Anyroad, I wasn't aware Nationwide not doing BTL any more. To be specific, seems they are not doing new or remortgages but happy for existing ones to continue. Potentially another squeeze on BTLers?

There's a very subtle truth here.

The pitch of 'not getting any return in the bank, buy a BTL' is apparent here.

If I have 100k in the bank, I can easily dip into it and draw out 10K. No problems. Very liquid.

Now if I've happened to 'invest' that 100k in a BTL the liquidity becomes a bit more complex.

You are unlikely to be able to remortgage - most banks want people to pay off BTL loans. They sure as fck don't want to extend the loan.

OK, I'll sell it.

I announce to my sitting tenants Im selling up.

A number of scenarios will occur:

1) They stop paying rent. If you have social tenants this is very likely.

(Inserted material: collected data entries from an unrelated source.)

use std::sync::Arc;

use tokio::sync::mpsc;
use tokio_util::sync::CancellationToken;
use ttsrelay_protocol::{OverlayFrame, TtsWorkItem, PACING_DELAY_MS};
use ttsrelay_voice::{SynthesizedAudio, TtsSynthesizer};

use crate::{commands::EngineCommand, fanout_port::FanOutPort, queue_state::ChannelQueueState};

/// Runs the per-channel actor mailbox (§5 scheduling model). Exactly one
/// instance per channel; at most one synthesis in flight at a time within
/// it. Engine-disabled and ignored-speaker admission checks (§4.1) are the
/// caller's responsibility — see DESIGN.md — since only the caller (the
/// event pipeline) holds the channel's config.
pub async fn run_channel_worker(
    channel: String,
    mut rx: mpsc::UnboundedReceiver<EngineCommand>,
    synthesizer: Arc<dyn TtsSynthesizer>,
    fanout: Arc<dyn FanOutPort>,
) {
    let mut state = ChannelQueueState::new();

    loop {
        if state.paused || state.items.is_empty() {
            match rx.recv().await {
                Some(cmd) => handle_command(&channel, cmd, &mut state, fanout.as_ref()),
                None => return,
            }
            continue;
        }

        // No-clients check happens at dequeue, per §4.1.
        if !fanout.has_active_clients(&channel) {
            state.items.pop_front();
            tracing::info!(channel = %channel, "dropping item: no active overlay clients");
            continue;
        }

        let Some(item) = state.items.pop_front() else {
            continue;
        };
        state.processing_now = true;
        state.current_speaker = Some(item.speaker.clone());

        // Step 3: if any prior cancellation token is still set, abort it first.
        if let Some(prior) = state.current_token.take() {
            prior.cancel();
        }
        let token = CancellationToken::new();
        state.current_token = Some(token.clone());

        let mut synth_fut =
            Box::pin(synthesizer.synthesize(&item.text, &item.voice, token.clone()));

        let result = loop {
            tokio::select! {
                biased;

                cmd = rx.recv() => {
                    match cmd {
                        Some(cmd) => handle_command(&channel, cmd, &mut state, fanout.as_ref()),
                        None => return,
                    }
                }

                result = &mut synth_fut => break result,
            }
        };

        process_result(&channel, item, token, result, &mut state, fanout.as_ref()).await;

        if !state.paused && !state.items.is_empty() {
            tokio::time::sleep(std::time::Duration::from_millis(PACING_DELAY_MS)).await;
        }
    }
}

fn handle_command(
    channel: &str,
    cmd: EngineCommand,
    state: &mut ChannelQueueState,
    fanout: &dyn FanOutPort,
) {
    match cmd {
        EngineCommand::Enqueue(item) => try_enqueue(channel, state, item),
        EngineCommand::Pause => state.paused = true,
        EngineCommand::Resume => state.paused = false,
        EngineCommand::Clear => state.items.clear(),
        EngineCommand::StopCurrent {
            requester,
            is_moderator,
            reply,
        } => {
            let affected = stop_current(state, &requester, is_moderator);
            // Always send a precautionary stop-audio: a moderator's stop is
            // authoritative at the client even if the server tracked nothing.
            fanout.send_audio(channel, OverlayFrame::StopAudio);
            let _ = reply.send(affected);
        }
        EngineCommand::Snapshot { reply } => {
            let _ = reply.send(state.snapshot_pending());
        }
    }
}

fn try_enqueue(channel: &str, state: &mut ChannelQueueState, item: TtsWorkItem) {
    if state.is_full() {
        tracing::warn!(channel, "queue full, dropping new item");
        return;
    }
    state.items.push_back(item);
}

/// §4.1 StopCurrent semantics: authority is either the current speaker
/// (self-stop) or a moderator. Returns true iff the abort or the stop-audio
/// broadcast actually affected tracked state.
fn stop_current(state: &mut ChannelQueueState, requester: &str, is_moderator: bool) -> bool {
    let authorized =
        is_moderator || state.current_speaker.as_deref() == Some(requester);
    if !authorized {
        return false;
    }

    let mut affected = false;
    if let Some(token) = state.current_token.take() {
        token.cancel();
        affected = true;
    }
    if state.current_playback_url.take().is_some() {
        affected = true;
    }
    affected
}

async fn process_result(
    channel: &str,
    item: TtsWorkItem,
    token: CancellationToken,
    result: ttsrelay_voice::Result<SynthesizedAudio>,
    state: &mut ChannelQueueState,
    fanout: &dyn FanOutPort,
) {
    match result {
        Ok(audio) => {
            state.current_playback_url = Some(audio.url.clone());
            let frame = OverlayFrame::PlayAudio { url: audio.url };
            match &item.shared_session {
                Some(session) => {
                    for participant in &session.participant_channels {
                        if fanout.has_active_clients(participant) {
                            fanout.send_audio(participant, frame.clone());
                        }
                    }
                }
                None => fanout.send_audio(channel, frame),
            }
        }
        Err(ttsrelay_voice::Error::AbortedByCaller) => {
            tracing::debug!(channel, speaker = %item.speaker, "synthesis aborted by caller");
            clear_if_current_token(state, &token);
        }
        Err(ttsrelay_voice::Error::InvalidVoice(reason)) => {
            tracing::warn!(channel, %reason, "invalid voice, dropping item");
            clear_if_current_token(state, &token);
        }
        Err(err) => {
            tracing::warn!(channel, error = %err, "tts upstream failure, dropping item");
            clear_if_current_token(state, &token);
        }
    }
    state.processing_now = false;
}

/// On cancellation/failure, clear the current-playback-url and
/// current-speaker (§4.1 step 8). Within a single channel's worker task the
/// installed token is always this item's token — the compare-and-swap
/// nullification rule from §5 is what guarantees that invariant, since
/// `current_token` is only ever replaced by this same worker one item at a
/// time, never raced against a concurrent writer.
fn clear_if_current_token(state: &mut ChannelQueueState, _token: &CancellationToken) {
    state.current_playback_url = None;
    state.current_speaker = None;
}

2) You cannot show them around the house until they leave. You can ask them but they can say 'No' You really need the house empty before you start the sales process.

3) You now have an empty house. Maybe if the house is in Chelsea you can flip it to a Russian in a couple of months.

If you've bought something a bit less 'Central London' you could be paying that mortgage for a good few months, maybe years.